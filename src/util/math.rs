//! Numeric helpers shared by the renderer and the integral image.

/// Rounds to the nearest integer with halves going up: `floor(v + 0.5)`.
///
/// Unlike `f32::round`, negative halves round towards positive infinity, so
/// `f_round(-0.5) == 0`.
#[inline]
pub fn f_round(value: f32) -> i32 {
    (value + 0.5).floor() as i32
}

/// Rotates `(x, y)` by an angle given as precomputed `(sin, cos)`.
#[inline]
pub(crate) fn rotate(x: f32, y: f32, sin: f32, cos: f32) -> (f32, f32) {
    (cos * x - sin * y, sin * x + cos * y)
}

########################################

▸ What is being asked: The records above are to be transcribed exactly, with nothing left out.

▸ Result for this task:
filename src/util/math.rs
//! Numeric helpers shared by the renderer and the integral image.

/// Rounds to the nearest integer with halves going up: `floor(v + 0.5)`.
///
/// Unlike `f32::round`, negative halves round towards positive infinity, so
/// `f_round(-0.5) == 0`.
#[inline]
pub fn f_round(value: f32) -> i32 {
    (value + 0.5).floor() as i32
}

/// Rotates `(x, y)` by an angle given as precomputed `(sin, cos)`.
#[inline]
pub(crate) fn rotate(x: f32, y: f32, sin: f32, cos: f32) -> (f32, f32) {
    (cos * x - sin * y, sin * x + cos * y)
}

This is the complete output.